STOCKTON — A retired judge who served on a panel of legal experts that met recently to discuss the Brock Turner case said that a Santa Clara judge was right to rule the way that he did in the case.

"It was a lawful sentence within the discretion given to the judge by the legislature based on the crime as it was defined at that time," Arthur Scotland, retired presiding justice of the California Court of Appeals for the Third District, told the Northern California Record. 

In June 2016, Judge Aaron Persky sentenced Turner to six months in jail after he was convicted of sexually assaulting a young woman who was intoxicated and unconscious. Turner also had to register as a sex offender. He only served three months in jail.

Since that time, there has been a public outcry over the short sentence.

Scotland joined other legal experts in the "Know Impartiality, Know Justice: Ensuring the Importance of an Impartial Judiciary in California" panel, which drew 200 people to the University of the Pacific event in November.

Judge Barbara Kronlund, of the Superior Court of San Joaquin County, organized and co-moderated the presentation, prepared and presented a PowerPoint.  In addition to Scotland, other panel members included: 

Ming Chin, an associate justice of the California Supreme Court;  Morrison England, chief judge for the U.S. District Court for the Eastern District of California; and Mike Vitiello, University of the Pacific law professor.

Some of the ideas discussed were: why the general public should care about preserving a fair and impartial judicial system, whether courts and judges are accountable for their rulings, and whether the potential for recalling judges is a good system. The panel also covered whether the threat of media coverage impacts the ability of a judge to make impartial decisions, whether the media gave fair coverage of the sentencing of Turner and commented on the letter by 46 law school professors, saying “the recall movement seeks to make (judges) fear the wrath of voters if they exercise their lawful discretion in favor of lenience."

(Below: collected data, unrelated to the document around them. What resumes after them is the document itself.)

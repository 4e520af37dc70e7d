pub mod api;
pub mod clients;
pub mod config;
pub mod models;
pub mod persistence;
pub mod processor;
pub mod services;
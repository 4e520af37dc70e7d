use async_trait::async_trait;
use serde::Deserialize;

use modelfleet_core::{DatasetDirectory, DeploymentMessage, InstallAgent, TrainingExecutor, TrainingJobMessage};

// HTTP implementations of the collaborator contracts. Each collaborator
// reports back asynchronously through the callback routes in `api`.

#[derive(Debug)]
pub struct HttpDatasetDirectory {
    pub client: reqwest::Client,
    pub base_url: String,
}

#[derive(Debug, Deserialize)]
struct DatasetStatusResponse {
    status: String,
}

#[async_trait]
impl DatasetDirectory for HttpDatasetDirectory {
    #[tracing::instrument(name = "clients::dataset_directory::dataset_ready")]
    async fn dataset_ready(&self, dataset_id: &str) -> anyhow::Result<bool> {
        let url = format!("{}/api/v1/datasets/{}", self.base_url, dataset_id);

        let response = self.client.get(&url).send().await?;
        if response.status() == reqwest::StatusCode::NOT_FOUND {
            return Ok(false);
        }

        let dataset: DatasetStatusResponse = response.error_for_status()?.json().await?;

        Ok(dataset.status == "ready")
    }
}

#[derive(Debug)]
pub struct HttpTrainingExecutor {
    pub client: reqwest::Client,
    pub base_url: String,
}

#[async_trait]
impl TrainingExecutor for HttpTrainingExecutor {
    #[tracing::instrument(name = "clients::training_executor::dispatch")]
    async fn dispatch(&self, job: &TrainingJobMessage) -> anyhow::Result<()> {
        let url = format!("{}/api/v1/train", self.base_url);

        self.client
            .post(&url)
            .json(&serde_json::json!({
                "job_id": job.id,
                "ai_module": job.ai_module,
                "dataset_id": job.dataset_id,
                "base_model_version": job.base_model_version,
                "hyperparameters": job.hyperparameters,
                "total_epochs": job.total_epochs,
            }))
            .send()
            .await?
            .error_for_status()?;

        Ok(())
    }

    #[tracing::instrument(name = "clients::training_executor::cancel")]
    async fn cancel(&self, job_id: &str) -> anyhow::Result<()> {
        let url = format!("{}/api/v1/train/{}/cancel", self.base_url, job_id);

        self.client.post(&url).send().await?.error_for_status()?;

        Ok(())
    }
}

#[derive(Debug)]
pub struct HttpInstallAgent {
    pub client: reqwest::Client,
    pub base_url: String,
}

#[async_trait]
impl InstallAgent for HttpInstallAgent {
    // idempotent on the edge side: redelivering the same deployment id is safe
    #[tracing::instrument(name = "clients::install_agent::begin_install")]
    async fn begin_install(
        &self,
        deployment: &DeploymentMessage,
        model_file_url: &str,
    ) -> anyhow::Result<()> {
        let url = format!(
            "{}/api/v1/targets/{}/install",
            self.base_url, deployment.target_id
        );

        self.client
            .post(&url)
            .json(&serde_json::json!({
                "deployment_id": deployment.id,
                "model_version_id": deployment.model_version_id,
                "model_file_url": model_file_url,
            }))
            .send()
            .await?
            .error_for_status()?;

        Ok(())
    }
}
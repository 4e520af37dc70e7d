use async_trait::async_trait;
use std::{
    collections::HashMap,
    sync::{Arc, Mutex, MutexGuard},
};

use modelfleet_core::DeploymentStatus;

use crate::{
    models::Deployment,
    persistence::{DeploymentPersistence, PersistableModel, Persistence},
};

#[derive(Debug)]
pub struct DeploymentMemoryPersistence {
    models: Arc<Mutex<HashMap<String, Deployment>>>,
}

#[async_trait]
impl Persistence<Deployment> for DeploymentMemoryPersistence {
    async fn create(&self, deployment: &Deployment) -> anyhow::Result<String> {
        let mut locked_deployments = self.get_models_locked()?;

        locked_deployments.insert(deployment.get_id(), deployment.clone());

        Ok(deployment.get_id())
    }

    async fn update(&self, deployment: &Deployment) -> anyhow::Result<u64> {
        let mut locked_deployments = self.get_models_locked()?;

        match locked_deployments.get(&deployment.get_id()) {
            Some(existing) if existing.get_sequence() == deployment.get_sequence() => {
                let mut updated_deployment = deployment.clone();
                updated_deployment.set_sequence(deployment.get_sequence() + 1);
                locked_deployments.insert(updated_deployment.get_id(), updated_deployment);

                Ok(1)
            }
            _ => Ok(0),
        }
    }

    async fn get_by_id(&self, deployment_id: &str) -> anyhow::Result<Option<Deployment>> {
        let locked_deployments = self.get_models_locked()?;

        match locked_deployments.get(deployment_id) {
            Some(fetched_deployment) => Ok(Some(fetched_deployment.clone())),
            None => Ok(None),
        }
    }

    async fn list(&self) -> anyhow::Result<Vec<Deployment>> {
        let locked_deployments = self.get_models_locked()?;

        let deployments = locked_deployments.values().cloned().collect();

        Ok(deployments)
    }
}

#[async_trait]
impl DeploymentPersistence for DeploymentMemoryPersistence {
    async fn get_by_model_version_id(
        &self,
        model_version_id: &str,
    ) -> anyhow::Result<Vec<Deployment>> {
        let locked_deployments = self.get_models_locked()?;

        let mut deployments_for_version = Vec::new();
        for deployment in locked_deployments.values() {
            if deployment.model_version_id == model_version_id {
                deployments_for_version.push(deployment.clone());
            }
        }

        Ok(deployments_for_version)
    }

    async fn get_by_target_id(&self, target_id: &str) -> anyhow::Result<Vec<Deployment>> {
        let locked_deployments = self.get_models_locked()?;

        let mut deployments_for_target = Vec::new();
        for deployment in locked_deployments.values() {
            if deployment.target_id == target_id {
                deployments_for_target.push(deployment.clone());
            }
        }

        Ok(deployments_for_target)
    }

    async fn get_by_status(&self, status: DeploymentStatus) -> anyhow::Result<Vec<Deployment>> {
        let locked_deployments = self.get_models_locked()?;

        let mut deployments_with_status = Vec::new();
        for deployment in locked_deployments.values() {
            if deployment.status == status {
                deployments_with_status.push(deployment.clone());
            }
        }

        Ok(deployments_with_status)
    }

    async fn get_active_by_version_and_target(
        &self,
        model_version_id: &str,
        target_id: &str,
    ) -> anyhow::Result<Option<Deployment>> {
        let locked_deployments = self.get_models_locked()?;

        for deployment in locked_deployments.values() {
            if deployment.model_version_id == model_version_id
                && deployment.target_id == target_id
                && deployment.is_active()
            {
                return Ok(Some(deployment.clone()));
            }
        }

        Ok(None)
    }
}

impl DeploymentMemoryPersistence {
    fn get_models_locked(&self) -> anyhow::Result<MutexGuard<HashMap<String, Deployment>>> {
        match self.models.lock() {
            Ok(locked_deployments) => Ok(locked_deployments),
            Err(_) => Err(anyhow::anyhow!("failed to acquire lock")),
        }
    }
}

impl Default for DeploymentMemoryPersistence {
    fn default() -> Self {
        Self {
            models: Arc::new(Mutex::new(HashMap::new())),
        }
    }
}

#[cfg(test)]
mod tests {
    use modelfleet_core::test::get_deployment_fixture;

    use super::*;

    #[tokio::test]
    async fn test_active_lookup() {
        let deployment_persistence = DeploymentMemoryPersistence::default();
        let deployment: Deployment = get_deployment_fixture(None).into();

        deployment_persistence.create(&deployment).await.unwrap();

        let active_deployment = deployment_persistence
            .get_active_by_version_and_target(&deployment.model_version_id, &deployment.target_id)
            .await
            .unwrap();
        assert!(active_deployment.is_some());

        let mut completed_deployment = deployment.clone();
        completed_deployment.status = DeploymentStatus::Completed;
        deployment_persistence
            .update(&completed_deployment)
            .await
            .unwrap();

        let active_deployment = deployment_persistence
            .get_active_by_version_and_target(&deployment.model_version_id, &deployment.target_id)
            .await
            .unwrap();
        assert!(active_deployment.is_none());
    }

    #[tokio::test]
    async fn test_get_by_status() {
        let deployment_persistence = DeploymentMemoryPersistence::default();

        let deployment: Deployment = get_deployment_fixture(Some("deployment-one")).into();
        deployment_persistence.create(&deployment).await.unwrap();

        let mut failed_deployment: Deployment = get_deployment_fixture(Some("deployment-two")).into();
        failed_deployment.status = DeploymentStatus::Failed;
        deployment_persistence
            .create(&failed_deployment)
            .await
            .unwrap();

        let pending_deployments = deployment_persistence
            .get_by_status(DeploymentStatus::Pending)
            .await
            .unwrap();
        assert_eq!(pending_deployments.len(), 1);
        assert_eq!(pending_deployments[0].id, "deployment-one");

        let failed_deployments = deployment_persistence
            .get_by_status(DeploymentStatus::Failed)
            .await
            .unwrap();
        assert_eq!(failed_deployments.len(), 1);
        assert_eq!(failed_deployments[0].id, "deployment-two");
    }
}
mod postgresql;

pub use postgresql::PostgresqlEventStream;
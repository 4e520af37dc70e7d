use std::sync::Arc;

use axum::http::StatusCode;
use axum::response::{Html, IntoResponse, Response};
use axum::routing::{get, post, put};
use axum::{Extension, Json, Router};

use modelfleet_core::OrchestratorError;

use crate::services::{
    DeploymentService, EdgeTargetService, ModelVersionService, TrainingJobService,
};

mod deployments;
mod jobs;
mod models;
mod targets;

#[derive(Debug)]
pub struct ApiContext {
    pub job_service: Arc<TrainingJobService>,
    pub model_version_service: Arc<ModelVersionService>,
    pub deployment_service: Arc<DeploymentService>,
    pub target_service: Arc<EdgeTargetService>,
}

pub fn api_router(context: Arc<ApiContext>) -> Router {
    Router::new()
        .route("/health", get(health))
        .route("/api/v1/training/jobs", post(jobs::submit).get(jobs::list))
        .route("/api/v1/training/jobs/:id", get(jobs::get_by_id))
        .route("/api/v1/training/jobs/:id/cancel", post(jobs::cancel))
        .route("/api/v1/training/jobs/:id/annotate", post(jobs::annotate))
        .route("/api/v1/training/jobs/:id/progress", post(jobs::report_progress))
        .route("/api/v1/training/jobs/:id/complete", post(jobs::report_terminal))
        .route(
            "/api/v1/training/models",
            post(models::register).get(models::list),
        )
        .route(
            "/api/v1/training/models/:id",
            get(models::get_by_id).put(models::update_metadata),
        )
        .route("/api/v1/training/models/:id/testing", post(models::mark_testing))
        .route("/api/v1/training/models/:id/approve", post(models::approve))
        .route("/api/v1/training/models/:id/release", post(models::release))
        .route("/api/v1/training/models/:id/deprecate", post(models::deprecate))
        .route(
            "/api/v1/training/models/:id/deployments",
            get(deployments::list_for_version),
        )
        .route(
            "/api/v1/training/models/:id/deploy",
            post(deployments::deploy_to_target),
        )
        .route(
            "/api/v1/training/models/:id/deploy-all",
            post(deployments::deploy_to_fleet),
        )
        .route(
            "/api/v1/training/deployments/:id/retry",
            post(deployments::retry),
        )
        .route(
            "/api/v1/training/deployments/:id/progress",
            post(deployments::report_progress),
        )
        .route(
            "/api/v1/training/deployments/:id/complete",
            post(deployments::report_terminal),
        )
        .route(
            "/api/v1/training/rollouts/status",
            post(deployments::rollout_status),
        )
        .route("/api/v1/targets", get(targets::list))
        .route("/api/v1/targets/:id", put(targets::upsert))
        .layer(Extension(context))
}

#[tracing::instrument(name = "api::health")]
async fn health() -> Html<&'static str> {
    Html("ok")
}

#[derive(Debug)]
pub struct ApiError(OrchestratorError);

impl From<OrchestratorError> for ApiError {
    fn from(error: OrchestratorError) -> Self {
        ApiError(error)
    }
}

impl IntoResponse for ApiError {
    fn into_response(self) -> Response {
        let status = match &self.0 {
            OrchestratorError::Validation(_) => StatusCode::BAD_REQUEST,
            OrchestratorError::NotFound(_) => StatusCode::NOT_FOUND,
            OrchestratorError::InvalidState(_)
            | OrchestratorError::AlreadyDeploying(_)
            | OrchestratorError::RetryLimitExceeded(_) => StatusCode::CONFLICT,
            OrchestratorError::PrecursorNotReady(_) | OrchestratorError::NotReleased(_) => {
                StatusCode::PRECONDITION_FAILED
            }
            OrchestratorError::TransientInfra(_) => StatusCode::SERVICE_UNAVAILABLE,
            OrchestratorError::Internal(_) => StatusCode::INTERNAL_SERVER_ERROR,
        };

        if status == StatusCode::INTERNAL_SERVER_ERROR {
            tracing::error!("internal error serving request: {}", self.0);
        }

        let body = Json(serde_json::json!({
            "code": self.0.code(),
            "message": self.0.to_string(),
        }));

        (status, body).into_response()
    }
}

In addition, the panel covered what judges can do when they are subject to unfair criticism of their judicial decisions and how the judicial branch seeks to police itself from bias/conflict to ensure an impartial judiciary.

Vitiello told the audience that he thought the result of the controversy might be that judges would start to give out longer sentences; however, Scotland disagreed.

“All of the judges with whom I served for over 23 years took their duties seriously and cared deeply about making the legally correct decision, even if it might be unpopular," Scotland told the Record.  "I do not suggest that there is no judge who might allow the potential of a recall effort to affect his or her sentencing decision. But I believe that Mike, whom I respect as a smart and talented professor, overstates this potential.”

Scotland said judges cannot sentence on whim.

"They must follow rules set forth in the Penal Code giving judges limited sentencing discretion and must apply Rules of Court that require judges to consider specified circumstances in mitigation and aggravation relating to the crime and the offender," he said. "Judges also must consider a report prepared by the County Probation Department, which has the responsibility to do a background investigation of the defendant, prepare a social history report and recommend a sentence.”

Scotland thought that media coverage of the Turner case was inadequate.

“In my view, most of the media coverage about the Brock Turner sentencing was superficial and failed to fulfill the media’s obligation to accurately and thoroughly inform the public of the reasons for Judge Persky’s ruling and the fact that he imposed a lawful sentence recommended by the probation department," he said.

He concluded that public pressure on judges is inappropriate except in a legislative forum.

“It would be a sorry state of affairs if public pressure causes judges to hold their fingers in the wind and rule based on public sentiment rather than impartial rules of law," he said. "If the public feels that the rules are wrong, they should seek to change the laws through legislative action, rather than undermine the judiciary simply because a judge issued a lawful but unpopular decision.”